Most important as far as I was concerned, there was a chair and a wobbly roll-top escritoire, made of walnut, which was just about big enough for my laptop. The inside contained a number of pigeonholes and a little drawer. All empty. I wondered whether there was a secret compartment, as I had seen so often in movies, but I searched everywhere and found nothing. All I had to do to make it stable temporarily was wedge a folded sheet of paper under the guilty leg. Then, when I acquired some suitable tools, I could set about putting it right permanently.
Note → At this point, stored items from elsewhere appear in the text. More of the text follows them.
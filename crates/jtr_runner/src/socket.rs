//! Socket mode: the debugger launches the runner, which connects back to a listener of ours.
//!
//! The session ends when the debugger reports the launched session terminated. At that point the
//! runner is gone, so its connection (accepted late if need be) is read to EOF before finalizing.
//! A cancelled session only decodes what is already readable.

use std::io;
use std::time::Duration;

use jtr_protocol::Decoder;
use jtr_utils::net::LOCALHOST;
use jtr_utils::process_tree;
use tokio::io::AsyncReadExt;
use tokio::net::{TcpListener, TcpStream};
use tokio::sync::watch;

use crate::errors::SessionError;
use crate::external::{LaunchRequest, LaunchedSession};
use crate::launch::{set_port_arg, LaunchPlan};
use crate::{cancelled, Outcome, SessionEnv, SessionHandle};

const READ_BUFFER_SIZE: usize = 8 * 1024;

/// How long a terminated runner's connection may take to show up.
const LATE_CONNECT_TIMEOUT: Duration = Duration::from_secs(1);
/// Upper bound on reading a terminated runner's remaining output.
const DRAIN_TIMEOUT: Duration = Duration::from_secs(5);

enum End {
    Terminated,
    Cancelled,
}

pub(crate) async fn run(
    plan: &LaunchPlan,
    mut decoder: Box<dyn Decoder>,
    env: &SessionEnv,
    handle: &SessionHandle,
    mut cancel: watch::Receiver<bool>,
) -> Result<Outcome, SessionError> {
    if *cancel.borrow() {
        return Ok(Outcome::cancelled(decoder));
    }

    let listener = TcpListener::bind((LOCALHOST, 0)).await?;
    let port = listener.local_addr()?.port();

    let mut args = plan.runner_args.clone();
    set_port_arg(&mut args, port);
    let request = LaunchRequest {
        name: plan.name.clone(),
        project_name: plan.project_name.clone(),
        java: plan.java.clone(),
        vm_args: plan.vm_args.clone(),
        main_class: plan.main_class.clone(),
        args,
        working_directory: plan.working_directory.clone(),
        env: plan.env.clone(),
        no_debug: !plan.is_debug,
    };

    let LaunchedSession {
        name,
        pid,
        mut terminated,
    } = match env.debugger.launch(request).await {
        Ok(launched) => launched,
        Err(error) => {
            tracing::error!(%error, "debugger failed to launch the test runner");
            return Ok(Outcome {
                results: decoder.finalize(false),
                cancelled: false,
            });
        }
    };
    if pid.is_some() {
        handle.set_pid(pid);
    }
    tracing::info!(session = %name, ?pid, port, "launched test runner through the debugger");

    let mut stream: Option<TcpStream> = None;
    let mut stream_open = true;
    let mut accepting = true;
    let mut buf = vec![0; READ_BUFFER_SIZE];

    let end = loop {
        tokio::select! {
            accepted = listener.accept(), if accepting && stream.is_none() => match accepted {
                Ok((conn, peer)) => {
                    tracing::debug!(%peer, "test runner connected");
                    stream = Some(conn);
                }
                Err(error) => {
                    tracing::warn!(%error, "failed to accept the test runner connection");
                    accepting = false;
                }
            },
            read = read_some(&mut stream, &mut buf), if stream_open && stream.is_some() => {
                match read {
                    Ok(0) => stream_open = false,
                    Ok(n) => decoder.feed(&buf[..n]),
                    Err(error) => {
                        tracing::warn!(%error, "failed reading from the test runner connection");
                        stream_open = false;
                    }
                }
            }
            _ = &mut terminated => break End::Terminated,
            _ = cancelled(&mut cancel) => break End::Cancelled,
        }
    };

    match end {
        End::Terminated => {
            if stream.is_none() && accepting {
                stream = accept_late(&listener).await;
                stream_open = stream.is_some();
            }
            if let (Some(conn), true) = (stream.as_mut(), stream_open) {
                read_to_eof(conn, decoder.as_mut(), &mut buf).await;
            }
        }
        End::Cancelled => {
            tracing::info!(session = %name, "cancelling test runner");
            if let Some(pid) = pid {
                if let Err(error) = process_tree::terminate_tree(pid) {
                    tracing::warn!(pid, %error, "failed to terminate runner process tree");
                }
            }
            if let (Some(conn), true) = (&stream, stream_open) {
                drain_ready(conn, decoder.as_mut(), &mut buf);
            }
        }
    }
    drop(stream);
    drop(listener);

    Ok(match end {
        End::Terminated => Outcome {
            results: decoder.finalize(false),
            cancelled: false,
        },
        End::Cancelled => Outcome::cancelled(decoder),
    })
}

async fn read_some(stream: &mut Option<TcpStream>, buf: &mut [u8]) -> io::Result<usize> {
    match stream {
        Some(stream) => stream.read(buf).await,
        None => futures::future::pending().await,
    }
}

/// The connection of a runner that terminated before we got around to accepting it.
async fn accept_late(listener: &TcpListener) -> Option<TcpStream> {
    match tokio::time::timeout(LATE_CONNECT_TIMEOUT, listener.accept()).await {
        Ok(Ok((conn, peer))) => {
            tracing::debug!(%peer, "terminated test runner connected");
            Some(conn)
        }
        Ok(Err(error)) => {
            tracing::warn!(%error, "failed to accept the test runner connection");
            None
        }
        Err(_) => {
            tracing::debug!("test runner terminated without connecting");
            None
        }
    }
}

/// Feeds everything the runner sent until it closed its end.
async fn read_to_eof(stream: &mut TcpStream, decoder: &mut dyn Decoder, buf: &mut [u8]) {
    let drain = async {
        loop {
            match stream.read(buf).await {
                Ok(0) => break,
                Ok(n) => decoder.feed(&buf[..n]),
                Err(error) => {
                    tracing::warn!(%error, "failed draining the test runner connection");
                    break;
                }
            }
        }
    };
    if tokio::time::timeout(DRAIN_TIMEOUT, drain).await.is_err() {
        tracing::warn!("test runner connection still open after termination; finalizing anyway");
    }
}

/// Feeds whatever bytes are already readable without waiting for more.
fn drain_ready(stream: &TcpStream, decoder: &mut dyn Decoder, buf: &mut [u8]) {
    loop {
        match stream.try_read(buf) {
            Ok(0) => break,
            Ok(n) => decoder.feed(&buf[..n]),
            Err(e) if e.kind() == io::ErrorKind::WouldBlock => break,
            Err(error) => {
                tracing::warn!(%error, "failed draining the test runner connection");
                break;
            }
        }
    }
}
The top would be suitable for keeping a row of reference books handy.

There was also an old glass-fronted wooden bookcase filled with several shelves of coverless Everyman editions, poetry by Keats, Shelley, Byron and Wordsworth, Lamb’s essays, novels by Dickens, Thackeray, Jane Austen, along with a number of cheap, ancient, musty-smelling hardcovers by writers nobody has ever heard of, the kind with no dust jackets, water damage and bent edges that you can buy by the boxful at charity shops like Oxfam or Sue Ryder.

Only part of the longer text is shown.